Bringing together bright minds for winning solutions
However, it’s safe to say that not all of those working in the field of AI and big data will be experienced working on neurodegenerative diseases.
The Longitude Prize on ALS is addressing this by helping innovators with strong ideas and credible backgrounds (whether individuals or organisations) to team up with others that offer complementary expertise via a ‘match making’ process.
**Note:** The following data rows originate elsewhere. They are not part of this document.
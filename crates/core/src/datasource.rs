//! Data source specifications and the importer configuration derived from them.
//!
//! A data source names what to import (a range query) and where to put it
//! (a metric table). Unset tuning fields fall back to [`ImportDefaults`].

use chrono::{DateTime, Duration, Utc};
use regex::Regex;
use serde::{Deserialize, Serialize};
use std::sync::LazyLock;
use validator::Validate;

use crate::error::{Error, Result};

/// Plain or database-qualified ClickHouse identifier.
const TABLE_NAME_PATTERN: &str = r"^[A-Za-z_][A-Za-z0-9_]*(\.[A-Za-z_][A-Za-z0-9_]*)?$";

static TABLE_NAME_REGEX: LazyLock<Regex> =
    LazyLock::new(|| Regex::new(TABLE_NAME_PATTERN).expect("invalid table name pattern"));

/// Default query interval (5 minutes).
pub const DEFAULT_QUERY_INTERVAL_SECS: u64 = 300;
/// Default step between samples (1 minute).
pub const DEFAULT_STEP_SIZE_SECS: u64 = 60;
/// Default window size (5 minutes).
pub const DEFAULT_CHUNK_SIZE_SECS: u64 = 300;
/// Default upper bound on the range covered by one cursor-driven run (10 minutes).
pub const DEFAULT_MAX_QUERY_RANGE_SECS: u64 = 600;

/// A declared data source.
#[derive(Debug, Clone, PartialEq, Serialize, Deserialize, Validate)]
pub struct DataSourceSpec {
    #[validate(length(min = 1, max = 253))]
    pub name: String,
    #[serde(default)]
    pub prometheus: Option<PrometheusImportSpec>,
    #[serde(default)]
    pub aws_billing: Option<AwsBillingSpec>,
}

/// Range-query import settings for a data source.
#[derive(Debug, Clone, PartialEq, Serialize, Deserialize, Validate)]
pub struct PrometheusImportSpec {
    #[validate(length(min = 1))]
    pub query: String,
    #[serde(default)]
    pub table_name: Option<String>,
    #[serde(default = "default_enabled")]
    pub enabled: bool,
    #[serde(default)]
    #[validate(range(min = 1))]
    pub chunk_size_secs: Option<u64>,
    #[serde(default)]
    #[validate(range(min = 1))]
    pub step_size_secs: Option<u64>,
    #[serde(default)]
    #[validate(range(min = 1))]
    pub query_interval_secs: Option<u64>,
}

fn default_enabled() -> bool {
    true
}

/// Billing-export source. Accepted and tracked, never imported here.
#[derive(Debug, Clone, PartialEq, Serialize, Deserialize, Validate)]
pub struct AwsBillingSpec {
    #[validate(length(min = 1))]
    pub bucket: String,
    #[serde(default)]
    pub prefix: Option<String>,
    #[serde(default)]
    pub region: Option<String>,
}

/// Process-wide import defaults.
#[derive(Debug, Clone, PartialEq, Serialize, Deserialize)]
pub struct ImportDefaults {
    #[serde(default = "default_query_interval_secs")]
    pub query_interval_secs: u64,
    #[serde(default = "default_chunk_size_secs")]
    pub chunk_size_secs: u64,
    #[serde(default = "default_step_size_secs")]
    pub step_size_secs: u64,
    #[serde(default = "default_max_query_range_secs")]
    pub max_query_range_secs: u64,
    /// Backfill this far back when a table is empty.
    #[serde(default)]
    pub backfill_lookback_secs: Option<u64>,
    /// Backfill from this instant when a table is empty.
    #[serde(default)]
    pub import_from: Option<DateTime<Utc>>,
}

fn default_query_interval_secs() -> u64 {
    DEFAULT_QUERY_INTERVAL_SECS
}

fn default_chunk_size_secs() -> u64 {
    DEFAULT_CHUNK_SIZE_SECS
}

fn default_step_size_secs() -> u64 {
    DEFAULT_STEP_SIZE_SECS
}

fn default_max_query_range_secs() -> u64 {
    DEFAULT_MAX_QUERY_RANGE_SECS
}

impl Default for ImportDefaults {
    fn default() -> Self {
        Self {
            query_interval_secs: default_query_interval_secs(),
            chunk_size_secs: default_chunk_size_secs(),
            step_size_secs: default_step_size_secs(),
            max_query_range_secs: default_max_query_range_secs(),
            backfill_lookback_secs: None,
            import_from: None,
        }
    }
}

impl ImportDefaults {
    /// Check the defaults are usable.
    pub fn validate(&self) -> Result<()> {
        if self.query_interval_secs == 0
            || self.chunk_size_secs == 0
            || self.step_size_secs == 0
            || self.max_query_range_secs == 0
        {
            return Err(Error::config("import durations must be at least one second"));
        }
        if self.backfill_lookback_secs.is_some() && self.import_from.is_some() {
            return Err(Error::config(
                "backfill_lookback_secs and import_from are mutually exclusive",
            ));
        }
        Ok(())
    }

    /// Backfill policy these defaults describe.
    pub fn backfill(&self) -> Backfill {
        match (self.backfill_lookback_secs, self.import_from) {
            (_, Some(from)) => Backfill::From(from),
            (Some(secs), None) => Backfill::Lookback(secs_to_duration(secs)),
            (None, None) => Backfill::TwoChunks,
        }
    }
}

/// Where to start when a table holds no rows yet.
#[derive(Debug, Clone, Copy, PartialEq, Eq)]
pub enum Backfill {
    /// Two chunks before now.
    TwoChunks,
    /// A fixed duration before now.
    Lookback(Duration),
    /// A fixed instant.
    From(DateTime<Utc>),
}

impl Backfill {
    pub fn start(&self, now: DateTime<Utc>, chunk_size: Duration) -> DateTime<Utc> {
        match *self {
            Self::TwoChunks => now - chunk_size * 2,
            Self::Lookback(d) => now - d,
            Self::From(t) => t,
        }
    }
}

/// Everything one importer needs to run.
#[derive(Debug, Clone, PartialEq)]
pub struct ImporterConfig {
    pub query: String,
    pub table: String,
    pub chunk_size: Duration,
    pub step_size: Duration,
    pub max_windows: i64,
    pub max_query_range: Duration,
    pub backfill: Backfill,
}

/// An importable data source: importer config plus its tick interval.
#[derive(Debug, Clone, PartialEq)]
pub struct PrometheusImport {
    pub config: ImporterConfig,
    pub interval: std::time::Duration,
}

/// What a data source amounts to once validated.
#[derive(Debug, Clone, PartialEq)]
pub enum ResolvedSource {
    /// Needs a periodic importer.
    Prometheus(PrometheusImport),
    /// Range import configured but switched off.
    Disabled,
    /// Billing export; handled outside this process.
    AwsBilling,
}

impl ResolvedSource {
    pub fn import(&self) -> Option<&PrometheusImport> {
        match self {
            Self::Prometheus(import) => Some(import),
            _ => None,
        }
    }
}

/// Default metric table for a data source name.
pub fn default_table_name(name: &str) -> String {
    format!("datasource_{}", name.replace(['-', '.'], "_"))
}

/// Check a table identifier.
pub fn validate_table_name(table: &str) -> Result<()> {
    if TABLE_NAME_REGEX.is_match(table) {
        Ok(())
    } else {
        Err(Error::invalid_data_source(format!(
            "invalid table name: {}",
            table
        )))
    }
}

impl DataSourceSpec {
    /// Validate the spec and derive its importer settings.
    pub fn resolve(&self, defaults: &ImportDefaults) -> Result<ResolvedSource> {
        self.validate()
            .map_err(|e| Error::invalid_data_source(format!("{}: {}", self.name, e)))?;

        match (&self.prometheus, &self.aws_billing) {
            (Some(prom), _) => {
                prom.validate()
                    .map_err(|e| Error::invalid_data_source(format!("{}: {}", self.name, e)))?;
                if !prom.enabled {
                    return Ok(ResolvedSource::Disabled);
                }
                Ok(ResolvedSource::Prometheus(self.prometheus_import(prom, defaults)?))
            }
            (None, Some(billing)) => {
                billing
                    .validate()
                    .map_err(|e| Error::invalid_data_source(format!("{}: {}", self.name, e)))?;
                Ok(ResolvedSource::AwsBilling)
            }
            (None, None) => Err(Error::invalid_data_source(format!(
                "{}: datasource has neither a prometheus nor an awsBilling section",
                self.name
            ))),
        }
    }

    fn prometheus_import(
        &self,
        prom: &PrometheusImportSpec,
        defaults: &ImportDefaults,
    ) -> Result<PrometheusImport> {
        let table = prom
            .table_name
            .clone()
            .unwrap_or_else(|| default_table_name(&self.name));
        validate_table_name(&table)?;

        let chunk_secs = prom.chunk_size_secs.unwrap_or(defaults.chunk_size_secs);
        let step_secs = prom.step_size_secs.unwrap_or(defaults.step_size_secs);
        let interval_secs = prom
            .query_interval_secs
            .unwrap_or(defaults.query_interval_secs);

        if chunk_secs > defaults.max_query_range_secs {
            return Err(Error::invalid_data_source(format!(
                "{}: chunk size {}s exceeds max query range {}s",
                self.name, chunk_secs, defaults.max_query_range_secs
            )));
        }

        let max_windows = (defaults.max_query_range_secs / chunk_secs).max(1) as i64;

        Ok(PrometheusImport {
            config: ImporterConfig {
                query: prom.query.clone(),
                table,
                chunk_size: secs_to_duration(chunk_secs),
                step_size: secs_to_duration(step_secs),
                max_windows,
                max_query_range: secs_to_duration(defaults.max_query_range_secs),
                backfill: defaults.backfill(),
            },
            interval: std::time::Duration::from_secs(interval_secs),
        })
    }
}

fn secs_to_duration(secs: u64) -> Duration {
    Duration::seconds(secs.min(i64::MAX as u64 / 1000) as i64)
}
For example, a computational biologist could be paired with an ALS researcher.
Teams will be judged on the potential for their approach to identify and validate drug targets driving understanding of the disease and supporting onward translation into drug discovery, with the entry window open until 3 December 2025.
In April 2026, 20 teams will be awarded £100,000 ‘Discovery Awards’ to identify new high potential therapeutic targets.
In May 2027, 10 of these will receive a further £200,000 to build the evidence base for their proposed therapeutic targets in-silico, using computational models to test their research.
In September 2028, five teams will receive £500,000 to undertake validation of the highest potential identified targets in the wet lab to further test their research.
The winning team will be announced in early 2031 and will be awarded £1 million for identifying the target with the strongest evidence of therapeutic potential.
The application of AI, in conjunction with one of the biggest global databases of patient data, will allow researchers and innovators to unlock the complexity of ALS. If the last decade has been focused on generating robust data about the disease, AI now enables us to turn our attention to making extraordinary, rapid strides towards lasting treatments.
The Longitude Prize on ALS serves as further evidence of AI’s ever-expanding utility and marks the start of transformative change for ALS drug discovery.